All’asilo del Vikingo è scoppiato il periodo degli amori.

Si lo so che alcuni bambini iniziano prima, ma intorno ai 5 anni c’è proprio una fase diversa, in cui i bambini lo fanno con un po’ più di consapevolezza. Sembra che qualcosa maturi dentro di loro, e iniziano a parlare di fidanzamenti, matrimoni e amore eterno. I bambini ci arrivano tutti, un po’ da soli, un po’ per la spinta del gruppo. I genitori invece no. Il Vikingo è uno di quelli in grado ancora di giocare con un bambino o bambina indifferentemente per tutto il giorno, e a fine giornata quando gli chiedo se si è divertito con quella bimba/o mi risponde con la faccia di chi non si è nemmeno accorto di avere un compagno di giochi. Insomma il Vikingo non ha mostrato mai in nessun momento un minimo di imbarazzo, interesse o mera curiosità per l’altro sesso, oltre al fatto che sbadiglia di fronte alle favole in cui principesse vengono salvate dai principi.

La settimana scorsa la maestra chiama GG in disparte e gli narra di una “piccola” crisi avuta dal Vikingo. Per capirci, l’intensità della crisi è stata tale che l’insegnante ha ritenuto opportuno parlarcene, perché lui normalmente ha il buon gusto di scatenare questo genere di crisi solo nell’intimità della famiglia.
Il caso: pare che J si sia innamorata di A.,l’AmichettoMio, e che gli si sia avvicinata regalandogli un fiore e prendendogli la mano. Di fronte a questo gesto pare che il Vikingo abbia tentato l’impossibile per separare i due, incluse spinte, botte, calci, e pianti.
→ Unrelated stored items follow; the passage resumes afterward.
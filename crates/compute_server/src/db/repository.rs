//! Database repository for players and prompts.

use compute_market::PlayerStats;
use diesel::connection::SimpleConnection;
use diesel::dsl::max;
use diesel::prelude::*;
use diesel_migrations::{EmbeddedMigrations, MigrationHarness, embed_migrations};
use rand::Rng;
use tracing::{debug, info, instrument, warn};

use crate::db::{DbError, DbErrorKind, NewPlayer, Player, Prompt, schema};

/// Schema migrations compiled into the binary.
pub const MIGRATIONS: EmbeddedMigrations = embed_migrations!("migrations");

/// How long a connection waits for a competing writer, in milliseconds.
pub const BUSY_TIMEOUT_MS: u32 = 5000;

/// Database repository for player and prompt operations.
#[derive(Debug, Clone)]
pub struct GameRepository {
    db_path: String,
}

impl GameRepository {
    /// Creates a new repository connected to the database at the given path.
    ///
    /// Every operation opens its own connection, so `":memory:"` does not
    /// persist between calls; tests use a temporary file instead.
    ///
    /// # Errors
    ///
    /// Returns [`DbError`] if the path is empty.
    #[instrument(skip(db_path), fields(db_path = %db_path))]
    pub fn new(db_path: String) -> Result<Self, DbError> {
        if db_path.trim().is_empty() {
            return Err(DbError::new("Database path must not be empty"));
        }
        info!(path = %db_path, "Creating GameRepository");
        Ok(Self { db_path })
    }

    /// Establishes a database connection.
    ///
    /// Writers from concurrent requests wait up to [`BUSY_TIMEOUT_MS`] for
    /// the write lock instead of failing with `database is locked`.
    #[instrument(skip(self))]
    fn connection(&self) -> Result<SqliteConnection, DbError> {
        debug!(path = %self.db_path, "Establishing connection");
        let mut conn = SqliteConnection::establish(&self.db_path)
            .map_err(|e| DbError::new(format!("Failed to connect to '{}': {}", self.db_path, e)))?;
        conn.batch_execute(&format!("PRAGMA busy_timeout = {};", BUSY_TIMEOUT_MS))?;
        Ok(conn)
    }

    /// Applies any pending schema migrations.
    ///
    /// # Errors
    ///
    /// Returns [`DbError`] if a migration fails.
    #[instrument(skip(self))]
    pub fn run_migrations(&self) -> Result<(), DbError> {
        let mut conn = self.connection()?;
        // WAL is persistent in the file, so setting it once lets readers
        // run alongside the single writer.
        conn.batch_execute("PRAGMA journal_mode = WAL;")?;
        let applied = conn
            .run_pending_migrations(MIGRATIONS)
            .map_err(|e| DbError::new(format!("Migration failed: {}", e)))?;
        info!(count = applied.len(), "Migrations applied");
        Ok(())
    }

    /// Inserts a new player account.
    ///
    /// # Errors
    ///
    /// Returns [`DbError`] with [`DbErrorKind::UniqueViolation`] if the
    /// username is taken, or another [`DbError`] on database failure.
    #[instrument(skip(self, new_player), fields(username = %new_player.username()))]
    pub fn create_player(&self, new_player: NewPlayer) -> Result<Player, DbError> {
        debug!("Creating player");
        let mut conn = self.connection()?;

        let player = diesel::insert_into(schema::players::table)
            .values(&new_player)
            .returning(Player::as_returning())
            .get_result(&mut conn)
            .map_err(|e| {
                let err = DbError::from(e);
                if err.kind == DbErrorKind::UniqueViolation {
                    warn!(username = %new_player.username(), "Username already taken");
                }
                err
            })?;

        info!(player_id = player.id(), username = %player.username(), "Player created");
        Ok(player)
    }

    /// Gets a player by username. Returns `None` if not found.
    ///
    /// # Errors
    ///
    /// Returns [`DbError`] if a database error occurs.
    #[instrument(skip(self))]
    pub fn get_player(&self, username: &str) -> Result<Option<Player>, DbError> {
        debug!("Looking up player");
        let mut conn = self.connection()?;

        let player = schema::players::table
            .filter(schema::players::username.eq(username))
            .select(Player::as_select())
            .first(&mut conn)
            .optional()?;

        if player.is_none() {
            debug!("Player not found");
        }
        Ok(player)
    }

    /// Lists all usernames in sign-up order.
    ///
    /// # Errors
    ///
    /// Returns [`DbError`] if a database error occurs.
    #[instrument(skip(self))]
    pub fn list_usernames(&self) -> Result<Vec<String>, DbError> {
        let mut conn = self.connection()?;

        let names = schema::players::table
            .order(schema::players::id.asc())
            .select(schema::players::username)
            .load::<String>(&mut conn)?;

        info!(count = names.len(), "Usernames loaded");
        Ok(names)
    }

    /// Replaces a player's statistics. Returns the number of rows changed.
    ///
    /// # Errors
    ///
    /// Returns [`DbError`] if a database error occurs.
    #[instrument(skip(self))]
    pub fn update_stats(&self, username: &str, stats: &PlayerStats) -> Result<usize, DbError> {
        let mut conn = self.connection()?;

        let updated = diesel::update(
            schema::players::table.filter(schema::players::username.eq(username)),
        )
        .set((
            schema::players::points.eq(*stats.points()),
            schema::players::num_wins.eq(*stats.num_wins()),
            schema::players::num_played.eq(*stats.num_played()),
            schema::players::win_ratio.eq(*stats.win_ratio()),
        ))
        .execute(&mut conn)?;

        info!(updated, "Player stats replaced");
        Ok(updated)
    }

    /// Counts stored prompts.
    ///
    /// # Errors
    ///
    /// Returns [`DbError`] if a database error occurs.
    #[instrument(skip(self))]
    pub fn count_prompts(&self) -> Result<i64, DbError> {
        let mut conn = self.connection()?;
        let total = schema::prompts::table.count().get_result::<i64>(&mut conn)?;
        debug!(total, "Prompts counted");
        Ok(total)
    }

    /// Stores a prompt under the next id: 0 for the first, then one past the
    /// largest id in use. The write lock is taken before the id is read, so
    /// concurrent contributors never pick the same id.
    ///
    /// # Errors
    ///
    /// Returns [`DbError`] if a database error occurs.
    #[instrument(skip(self, question))]
    pub fn insert_prompt(
        &self,
        contributor: String,
        question: String,
        answer: f64,
    ) -> Result<Prompt, DbError> {
        let mut conn = self.connection()?;

        let prompt = conn.immediate_transaction::<_, diesel::result::Error, _>(|conn| {
            let last = schema::prompts::table
                .select(max(schema::prompts::id))
                .first::<Option<i64>>(conn)?;
            let next_id = last.map_or(0, |id| id + 1);

            diesel::insert_into(schema::prompts::table)
                .values(&Prompt::new(next_id, contributor, question, answer))
                .returning(Prompt::as_returning())
                .get_result(conn)
        })?;

        info!(prompt_id = prompt.id(), contributor = %prompt.contributor(), "Prompt stored");
        Ok(prompt)
    }

    /// Stores prompts with their ids as given.
    ///
    /// # Errors
    ///
    /// Returns [`DbError`] if a database error occurs, including an id clash.
    #[instrument(skip(self, prompts), fields(count = prompts.len()))]
    pub fn insert_prompts(&self, prompts: &[Prompt]) -> Result<usize, DbError> {
        let mut conn = self.connection()?;
        let inserted = diesel::insert_into(schema::prompts::table)
            .values(prompts)
            .execute(&mut conn)?;
        Ok(inserted)
    }

    /// Gets the prompt at a position in id order.
    ///
    /// # Errors
    ///
    /// Returns [`DbError`] if a database error occurs.
    #[instrument(skip(self))]
    pub fn prompt_at(&self, offset: i64) -> Result<Option<Prompt>, DbError> {
        let mut conn = self.connection()?;
        let prompt = schema::prompts::table
            .order(schema::prompts::id.asc())
            .offset(offset)
            .select(Prompt::as_select())
            .first(&mut conn)
            .optional()?;
        Ok(prompt)
    }

    /// Picks a prompt uniformly at random. Returns `None` if there are none.
    ///
    /// # Errors
    ///
    /// Returns [`DbError`] if a database error occurs.
    #[instrument(skip(self, rng))]
    pub fn random_prompt<R: Rng + ?Sized>(&self, rng: &mut R) -> Result<Option<Prompt>, DbError> {
        let total = self.count_prompts()?;
        if total == 0 {
            warn!("No prompts stored");
            return Ok(None);
        }
        let offset = rng.random_range(0..total);
        debug!(offset, total, "Selected random prompt");
        self.prompt_at(offset)
    }

    /// Top `limit` players by points, ties broken by username.
    ///
    /// # Errors
    ///
    /// Returns [`DbError`] if a database error occurs.
    #[instrument(skip(self))]
    pub fn top_by_points(&self, limit: i64) -> Result<Vec<(String, i64)>, DbError> {
        let mut conn = self.connection()?;
        let leaders = schema::players::table
            .order((schema::players::points.desc(), schema::players::username.asc()))
            .limit(limit)
            .select((schema::players::username, schema::players::points))
            .load::<(String, i64)>(&mut conn)?;
        debug!(count = leaders.len(), "Points leaders loaded");
        Ok(leaders)
    }

    /// Top `limit` players by win ratio, ties broken by username.
    ///
    /// # Errors
    ///
    /// Returns [`DbError`] if a database error occurs.
    #[instrument(skip(self))]
    pub fn top_by_win_ratio(&self, limit: i64) -> Result<Vec<(String, f64)>, DbError> {
        let mut conn = self.connection()?;
        let leaders = schema::players::table
            .order((schema::players::win_ratio.desc(), schema::players::username.asc()))
            .limit(limit)
            .select((schema::players::username, schema::players::win_ratio))
            .load::<(String, f64)>(&mut conn)?;
        debug!(count = leaders.len(), "Win ratio leaders loaded");
        Ok(leaders)
    }
}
Naturalmente non c’è stato modo di farsi raccontare assolutamente nulla dal Vikingo, e non siamo riusciti a cavare un ragno dal buco ne’ con l’estorsione, ne’ con il ricatto, ne’ tantomeno con l’indifferenza (si, le abbiamo tentate tutte). Volevamo capire i termini della faccenda, per sapere cosa stesse passando per la sua testa. Perché magari non è esattamente come potrebbe sembrare a prima vista, e noi adulti tendiamo sempre a proiettare sui bambini quello che pensiamo, senza tenere conto del fatto che loro ragionano in modo totalmente diverso. Infatti, come sempre avviene con il Vikingo, dopo un paio di giorni ci ha spiegato, più o meno spontaneamente, che era infastidito dal comportamento di J, perché quando lei fa così non si riesce a giocare con l’AmichettoMio a costruire astronavi di Star Wars in santa pace.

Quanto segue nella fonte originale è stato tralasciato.